Mid-way through another idyllic reflection comes the phrase “and you know you gotta go”. Already the longest track on the album, just as it seems to be over it strikes back up for an extended closing refrain, built around the repeated phrase “say goodbye”. It hangs around as if the song itself doesn't want to leave, drawing out the moment as long as it can. If 'Madame George' is the key song on the album, this coda is quite possibly the key moment of the key song.

The cartoonist Dylan Horrocks once described nostalgia as “remembering the past without the passing of time... You're just remembering what the place was like and the particular atmosphere and so on”. ('The Comics Journal' 243, May 2002) By a kind of rose-tinted wallowing in the past, we evoke place over time. Tableaus triumph over narratives. Birthdays become special days, made up of cakes and presents, unconnected with our getting older. (I find myself I can remember whole chunks of childhood birthdays, but never what particular age I was.) Time has to be suspended for its time which is the undoing of all of this.

I think 'Astral Weeks', however tied up it is with recalling your youth, is doing something else - something more than what can easily become a old-chocolate-wrapper sense of nostalgia. And this coda is where that becomes clearest.
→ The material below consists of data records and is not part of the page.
//! Per-platform CLI conventions, selected by `device_type`.

/// Commands and output markers for one device platform.
#[derive(Debug, Clone, Copy, PartialEq, Eq)]
pub struct DeviceProfile {
    pub name: &'static str,
    /// Sent before a configuration block.
    pub enter_config: Option<&'static str>,
    /// Sent after a configuration block unless the block already ends with it.
    pub exit_config: Option<&'static str>,
    /// Sent once after login.
    pub disable_paging: Option<&'static str>,
    /// Output containing any of these means the device rejected the command.
    pub error_markers: &'static [&'static str],
    /// Trailing text of a yes/no confirmation prompt (`save` on VRP).
    pub confirm_prompt: &'static str,
}

pub const HUAWEI: DeviceProfile = DeviceProfile {
    name: "huawei",
    enter_config: Some("system-view"),
    exit_config: Some("return"),
    disable_paging: Some("screen-length 0 temporary"),
    error_markers: &[
        "Error:",
        "Unrecognized command",
        "Incomplete command",
        "Wrong parameter",
        "Too many parameters",
        "% Invalid",
    ],
    confirm_prompt: "[Y/N]:",
};

/// Plain command execution with the common IOS-style markers.
pub const GENERIC: DeviceProfile = DeviceProfile {
    name: "generic",
    enter_config: None,
    exit_config: None,
    disable_paging: None,
    error_markers: &["Error:", "% Invalid", "% Incomplete", "% Ambiguous", "% Unknown command"],
    confirm_prompt: "[confirm]",
};

impl DeviceProfile {
    pub fn for_device_type(device_type: &str) -> Self {
        match device_type.to_ascii_lowercase().as_str() {
            "huawei" | "huawei_vrp" | "huawei_vrpv8" => HUAWEI,
            _ => GENERIC,
        }
    }

    /// The first output line carrying an error marker, if any.
    pub fn rejection<'a>(&self, output: &'a str) -> Option<&'a str> {
        output
            .lines()
            .find(|line| self.error_markers.iter().any(|m| line.contains(m)))
            .map(str::trim)
    }

    pub fn asks_confirmation(&self, output: &str) -> bool {
        output.trim_end().ends_with(self.confirm_prompt)
    }
}

// ---------------------------------------------------------------------------
// Tests
// ---------------------------------------------------------------------------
Earlier I compared the album to 'Bob Dylan's Dream', a comparison most notable with 'Madame George'. Significantly, both share the conceit of the past being represented by a room. ('Madame George' is perhaps the only interior-set song on the album.) And of course the past is territorialised for us, tied to memories of spaces we no longer inhabit. But more than that, enclosing the past makes it hermetic. For Dylan its a space he can peer back into, but behind a door that's forever locked. It's notable he dreams of the room – a static space - “while ridin' on a train going west” and comments of his time there “we never thought we could ever get old”. Whereas Morrison starts the song inside the room, then announces he has to leave. And that leaving is the heart of it all. We have our memories and we can indulge them, but embedded in them is the end-date, the knowledge that the situation ends.
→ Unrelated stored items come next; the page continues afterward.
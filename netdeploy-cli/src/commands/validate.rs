//! `netdeploy validate` — template syntax and per-device variable checks.

use anyhow::{bail, Context, Result};
use clap::Args;
use colored::Colorize;
use tabled::{settings::Style, Table, Tabled};

use super::{print_json, summarize, GlobalArgs};

/// Arguments for `netdeploy validate`.
#[derive(Args, Debug)]
pub struct ValidateArgs {
    /// Emit machine-readable JSON.
    #[arg(long)]
    pub json: bool,
}

#[derive(Tabled)]
struct TemplateRow {
    #[tabled(rename = "template")]
    name: String,
    #[tabled(rename = "status")]
    status: String,
    #[tabled(rename = "required variables")]
    required: String,
    #[tabled(rename = "errors")]
    errors: String,
}

#[derive(Tabled)]
struct MissingRow {
    #[tabled(rename = "device")]
    device: String,
    #[tabled(rename = "missing variables")]
    missing: String,
}

impl ValidateArgs {
    pub fn run(self, global: &GlobalArgs) -> Result<()> {
        let mut orchestrator = global.orchestrator()?;
        let ok = orchestrator
            .validate_templates()
            .context("template validation could not run")?;
        let report = orchestrator
            .validation_report()
            .context("validation produced no report")?;

        if self.json {
            print_json(report)?;
        } else {
            let rows: Vec<TemplateRow> = report
                .templates
                .values()
                .map(|t| TemplateRow {
                    name: t.name.clone(),
                    status: if t.valid {
                        "valid".green().to_string()
                    } else {
                        "INVALID".red().bold().to_string()
                    },
                    required: summarize(&t.variables, 4),
                    errors: if t.errors.is_empty() {
                        "-".to_string()
                    } else {
                        t.errors.join("; ")
                    },
                })
                .collect();
            let mut table = Table::new(rows);
            table.with(Style::rounded());
            println!("{table}");

            if !report.missing_variables.is_empty() {
                let rows: Vec<MissingRow> = report
                    .missing_variables
                    .iter()
                    .map(|(device, missing)| MissingRow {
                        device: device.to_string(),
                        missing: missing.join(", "),
                    })
                    .collect();
                let mut table = Table::new(rows);
                table.with(Style::rounded());
                println!("{table}");
            }
        }

        if !ok {
            bail!(
                "validation failed: {} invalid template(s), {} device(s) with missing variables",
                report.templates.values().filter(|t| !t.valid).count(),
                report.missing_variables.len()
            );
        }
        if !self.json {
            println!("{} all templates and devices are valid", "✓".green());
        }
        Ok(())
    }
}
'Madame George' is, in about every sense of the word, idyllic but that doesn’t make it utopian. It's on an album which can radiate with sunshine but is as likely to pour down “rain, hail, sleet and snow”. It’s not the soundtrack to a cheery singsong past. It’s an account of life being lived to its fullest, for both good and ill. As Lester Bangs says its “transfixed between pure rapture and anguish. Wondering if they may not be the same thing”. (Disclaimer: Ultimately, I’m not sure that I hear this album the same way as Bangs. It often feels like he heard the album he needed to hear at that time, rather than the one Morrison actually recorded. But that quote at least seems to me to be almost perfect.)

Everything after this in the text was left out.